Task:
Where does the string "ConservationViolation" occur in the records below? Copy every line that holds it.

━━ Listed records ━━

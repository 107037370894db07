use std::net::IpAddr;
use std::time::Duration;

#[cfg(feature = "with-serde")]
use serde::{Deserialize, Serialize};

/// Transport settings for [`SystemResolver`](super::SystemResolver).
///
/// Name servers are IP literals queried on port 53; entries that do not parse
/// are ignored, and an empty list means "use the system configuration".
#[cfg_attr(feature = "with-serde", derive(Serialize, Deserialize))]
#[derive(Debug, Clone, PartialEq, Eq)]
pub struct ResolverOptions {
    nameservers: Vec<String>,
    timeout_ms: u64,
    attempts: usize,
}

impl Default for ResolverOptions {
    fn default() -> Self {
        Self {
            nameservers: Vec::new(),
            timeout_ms: 5_000,
            attempts: 2,
        }
    }
}

impl ResolverOptions {
    pub fn new() -> Self {
        Self::default()
    }

    pub fn with_nameserver(mut self, server: impl Into<String>) -> Self {
        let server = server.into();
        let trimmed = server.trim();
        if !trimmed.is_empty() && !self.nameservers.iter().any(|known| known == trimmed) {
            self.nameservers.push(trimmed.to_string());
        }
        self
    }

    pub fn with_nameservers<I, S>(mut self, servers: I) -> Self
    where
        I: IntoIterator<Item = S>,
        S: Into<String>,
    {
        for server in servers {
            self = self.with_nameserver(server);
        }
        self
    }

    pub fn with_timeout_ms(mut self, timeout_ms: u64) -> Self {
        self.timeout_ms = timeout_ms;
        self
    }

    pub fn with_attempts(mut self, attempts: usize) -> Self {
        self.attempts = attempts.max(1);
        self
    }

    pub fn nameservers(&self) -> &[String] {
        &self.nameservers
    }

    /// Name servers that parse as IP addresses.
    pub fn nameserver_ips(&self) -> Vec<IpAddr> {
        self.nameservers
            .iter()
            .filter_map(|server| server.parse::<IpAddr>().ok())
            .collect()
    }

    pub fn timeout(&self) -> Duration {
        Duration::from_millis(self.timeout_ms)
    }

    pub fn attempts(&self) -> usize {
        self.attempts
    }
}
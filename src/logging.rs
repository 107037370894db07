// Events go through `tracing` when `with-tracing` is enabled and compile away
// otherwise; the arguments are still type-checked in both builds.

macro_rules! spf_debug {
    ($($arg:tt)*) => {{
        #[cfg(feature = "with-tracing")]
        {
            tracing::debug!($($arg)*);
        }
        #[cfg(not(feature = "with-tracing"))]
        {
            let _ = format_args!($($arg)*);
        }
    }};
}

macro_rules! spf_warn {
    ($($arg:tt)*) => {{
        #[cfg(feature = "with-tracing")]
        {
            tracing::warn!($($arg)*);
        }
        #[cfg(not(feature = "with-tracing"))]
        {
            let _ = format_args!($($arg)*);
        }
    }};
}
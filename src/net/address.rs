use std::fmt;
use std::net::{IpAddr, Ipv4Addr, Ipv6Addr};
use std::str::FromStr;

use super::NetError;

#[cfg_attr(feature = "with-serde", derive(serde::Serialize, serde::Deserialize))]
#[derive(Debug, Clone, Copy, PartialEq, Eq, PartialOrd, Ord, Hash)]
pub enum IpFamily {
    V4,
    V6,
}

impl IpFamily {
    /// Number of bits in an address of this family.
    pub fn width(self) -> u8 {
        match self {
            Self::V4 => 32,
            Self::V6 => 128,
        }
    }
}

impl fmt::Display for IpFamily {
    fn fmt(&self, f: &mut fmt::Formatter<'_>) -> fmt::Result {
        match self {
            Self::V4 => f.write_str("IPv4"),
            Self::V6 => f.write_str("IPv6"),
        }
    }
}

/// An IPv4 or IPv6 address. Renders as dotted-decimal or colon-hex.
#[cfg_attr(
    feature = "with-serde",
    derive(serde::Serialize, serde::Deserialize),
    serde(transparent)
)]
#[derive(Debug, Clone, Copy, PartialEq, Eq, PartialOrd, Ord, Hash)]
pub struct IpAddress(IpAddr);

impl IpAddress {
    pub fn new(addr: IpAddr) -> Self {
        Self(addr)
    }

    pub fn parse(text: &str) -> Result<Self, NetError> {
        text.trim()
            .parse::<IpAddr>()
            .map(Self)
            .map_err(|_| NetError::invalid_address(text))
    }

    pub fn family(&self) -> IpFamily {
        match self.0 {
            IpAddr::V4(_) => IpFamily::V4,
            IpAddr::V6(_) => IpFamily::V6,
        }
    }

    pub fn is_ipv4(&self) -> bool {
        self.family() == IpFamily::V4
    }

    pub fn is_ipv6(&self) -> bool {
        self.family() == IpFamily::V6
    }

    /// Raw bytes in network order (4 or 16 bytes).
    pub fn octets(&self) -> Vec<u8> {
        match self.0 {
            IpAddr::V4(v4) => v4.octets().to_vec(),
            IpAddr::V6(v6) => v6.octets().to_vec(),
        }
    }

    pub fn as_ip_addr(&self) -> IpAddr {
        self.0
    }

    /// Address bits right-aligned in a `u128`; IPv4 uses the low 32 bits.
    pub(crate) fn to_bits(self) -> u128 {
        match self.0 {
            IpAddr::V4(v4) => u128::from(u32::from(v4)),
            IpAddr::V6(v6) => u128::from(v6),
        }
    }

    pub(crate) fn from_bits(family: IpFamily, bits: u128) -> Self {
        match family {
            IpFamily::V4 => Self(IpAddr::V4(Ipv4Addr::from(bits as u32))),
            IpFamily::V6 => Self(IpAddr::V6(Ipv6Addr::from(bits))),
        }
    }

    /// Label form used under `in-addr.arpa` / `ip6.arpa`, most significant first.
    ///
    /// IPv4 stays dotted-decimal; IPv6 is spelled out as 32 dot-separated nibbles.
    pub fn to_dotted(&self) -> String {
        match self.0 {
            IpAddr::V4(v4) => v4.to_string(),
            IpAddr::V6(_) => nibbles(self.to_bits())
                .iter()
                .map(|nibble| format!("{nibble:x}"))
                .collect::<Vec<_>>()
                .join("."),
        }
    }

    /// Same labels as [`IpAddress::to_dotted`], least significant first.
    pub fn to_reverse_dotted(&self) -> String {
        match self.0 {
            IpAddr::V4(v4) => {
                let octets = v4.octets();
                format!("{}.{}.{}.{}", octets[3], octets[2], octets[1], octets[0])
            }
            IpAddr::V6(_) => nibbles(self.to_bits())
                .iter()
                .rev()
                .map(|nibble| format!("{nibble:x}"))
                .collect::<Vec<_>>()
                .join("."),
        }
    }
}

// Rendered as lowercase hex; DNS labels compare case-insensitively.
fn nibbles(bits: u128) -> [u8; 32] {
    let mut out = [0u8; 32];
    for (idx, slot) in out.iter_mut().enumerate() {
        let shift = 124 - idx * 4;
        *slot = ((bits >> shift) & 0xf) as u8;
    }
    out
}

impl fmt::Display for IpAddress {
    fn fmt(&self, f: &mut fmt::Formatter<'_>) -> fmt::Result {
        fmt::Display::fmt(&self.0, f)
    }
}

impl FromStr for IpAddress {
    type Err = NetError;

    fn from_str(s: &str) -> Result<Self, Self::Err> {
        Self::parse(s)
    }
}

impl From<IpAddr> for IpAddress {
    fn from(addr: IpAddr) -> Self {
        Self(addr)
    }
}

impl From<Ipv4Addr> for IpAddress {
    fn from(addr: Ipv4Addr) -> Self {
        Self(IpAddr::V4(addr))
    }
}

impl From<Ipv6Addr> for IpAddress {
    fn from(addr: Ipv6Addr) -> Self {
        Self(IpAddr::V6(addr))
    }
}

impl From<IpAddress> for IpAddr {
    fn from(addr: IpAddress) -> Self {
        addr.0
    }
}
//! The treasury vault — single source of truth for pooled funds.
//!
//! All mutations are atomic: either the full operation succeeds or the
//! balance is unchanged. The vault also tracks lifetime inflow/outflow
//! totals so the conservation invariant
//! `available == total_deposited − total_debited` can be verified at any
//! point.

use rust_decimal::Decimal;
use tracing::warn;

use opentreasury_types::{Result, TreasuryError};

/// Pooled stablecoin balance shared by every engine.
///
/// The vault is the only globally shared mutable resource; engines read
/// the balance at point of use within the current call rather than
/// caching it across calls.
#[derive(Debug, Clone)]
pub struct TreasuryVault {
    /// Stablecoin asset held by this vault (display only).
    asset: String,
    /// Funds available for movement.
    available: Decimal,
    /// Lifetime inflow.
    total_deposited: Decimal,
    /// Lifetime outflow.
    total_debited: Decimal,
}

impl TreasuryVault {
    /// Create an empty vault for the given asset.
    #[must_use]
    pub fn new(asset: impl Into<String>) -> Self {
        Self {
            asset: asset.into(),
            available: Decimal::ZERO,
            total_deposited: Decimal::ZERO,
            total_debited: Decimal::ZERO,
        }
    }

    /// Credit pooled funds (the host records a gateway deposit).
    ///
    /// # Errors
    /// Returns `InvalidAmount` for a non-positive deposit.
    pub fn deposit(&mut self, amount: Decimal) -> Result<()> {
        if amount <= Decimal::ZERO {
            return Err(TreasuryError::InvalidAmount {
                reason: "deposit must be positive".to_string(),
            });
        }
        self.available += amount;
        self.total_deposited += amount;
        Ok(())
    }

    /// Debit pooled funds for a movement.
    ///
    /// # Errors
    /// - `InvalidAmount` for a non-positive debit
    /// - `InsufficientFunds` when the pool cannot cover `amount`
    pub fn debit(&mut self, amount: Decimal) -> Result<()> {
        if amount <= Decimal::ZERO {
            return Err(TreasuryError::InvalidAmount {
                reason: "debit must be positive".to_string(),
            });
        }
        if self.available < amount {
            return Err(TreasuryError::InsufficientFunds {
                needed: amount,
                available: self.available,
            });
        }
        self.available -= amount;
        self.total_debited += amount;
        Ok(())
    }

    /// Current pooled balance.
    #[must_use]
    pub fn balance(&self) -> Decimal {
        self.available
    }

    /// Lifetime inflow.
    #[must_use]
    pub fn total_deposited(&self) -> Decimal {
        self.total_deposited
    }

    /// Lifetime outflow.
    #[must_use]
    pub fn total_debited(&self) -> Decimal {
        self.total_debited
    }

    /// The asset symbol this vault holds.
    #[must_use]
    pub fn asset(&self) -> &str {
        &self.asset
    }

    /// Verify the conservation invariant. A violation means a movement
    /// bypassed `deposit`/`debit` and is a critical fault.
    ///
    /// # Errors
    /// Returns `ConservationViolation` with the expected and actual
    /// balances.
    pub fn verify_conservation(&self) -> Result<()> {
        let expected = self.total_deposited - self.total_debited;
        if self.available != expected {
            warn!(
                asset = %self.asset,
                expected = %expected,
                actual = %self.available,
                "treasury conservation violation"
            );
            return Err(TreasuryError::ConservationViolation {
                expected,
                actual: self.available,
            });
        }
        Ok(())
    }
}
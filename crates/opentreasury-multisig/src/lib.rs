//! # opentreasury-multisig
//!
//! **Authorization plane**: the multisignature propose/confirm/execute
//! state machine for ad-hoc treasury transfers.
//!
//! ## Transaction Flow
//!
//! ```text
//! propose() → PROPOSED → confirm() ... confirm()
//!                                        │ (threshold reached)
//!                                        ▼
//!                    vault.debit() + compliance.record_movement()
//!                                        │
//!                                        ▼
//!                                    EXECUTED (terminal)
//! ```
//!
//! Execution is atomic with the confirmation that reaches the threshold:
//! if the debit would fail, the confirmation is not recorded either.

pub mod authorization;

pub use authorization::AuthorizationLedger;
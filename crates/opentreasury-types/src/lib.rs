//! # opentreasury-types
//!
//! Shared types, errors, and configuration for the **OpenTreasury**
//! stablecoin treasury core.
//!
//! This crate is the leaf dependency of the workspace — every other crate
//! depends on it. It defines:
//!
//! - **Identifiers**: [`AccountId`], [`TxId`], [`RuleId`], [`ScheduleId`], [`RecordId`], [`TxRef`]
//! - **Multisig model**: [`SignerSet`], [`PendingTransaction`]
//! - **Allocation model**: [`AllocationRule`], [`AllocationKind`]
//! - **Distribution model**: [`DistributionRule`], [`DistributionKind`], [`BatchAmounts`], [`Comparator`]
//! - **Schedule model**: [`ScheduledDistribution`]
//! - **Compliance model**: [`ComplianceRecord`], [`ComplianceStatus`], [`TransactionSource`], [`ReportingMetadata`]
//! - **Configuration**: [`TreasuryConfig`]
//! - **Errors**: [`TreasuryError`] with `TY_ERR_` prefix codes
//! - **Constants**: system-wide limits and defaults

pub mod allocation;
pub mod compliance;
pub mod config;
pub mod constants;
pub mod distribution;
pub mod error;
pub mod ids;
pub mod multisig;
pub mod schedule;

// Re-export all primary types at crate root for ergonomic imports:
//   use opentreasury_types::{AllocationRule, ComplianceRecord, SignerSet, ...};

pub use allocation::*;
pub use compliance::*;
pub use config::*;
pub use distribution::*;
pub use error::*;
pub use ids::*;
pub use multisig::*;
pub use schedule::*;

// Constants are accessed via `opentreasury_types::constants::FOO`
// (not re-exported to avoid name collisions).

━━━

Answer space:
    /// Returns `ConservationViolation` with the expected and actual
            return Err(TreasuryError::ConservationViolation {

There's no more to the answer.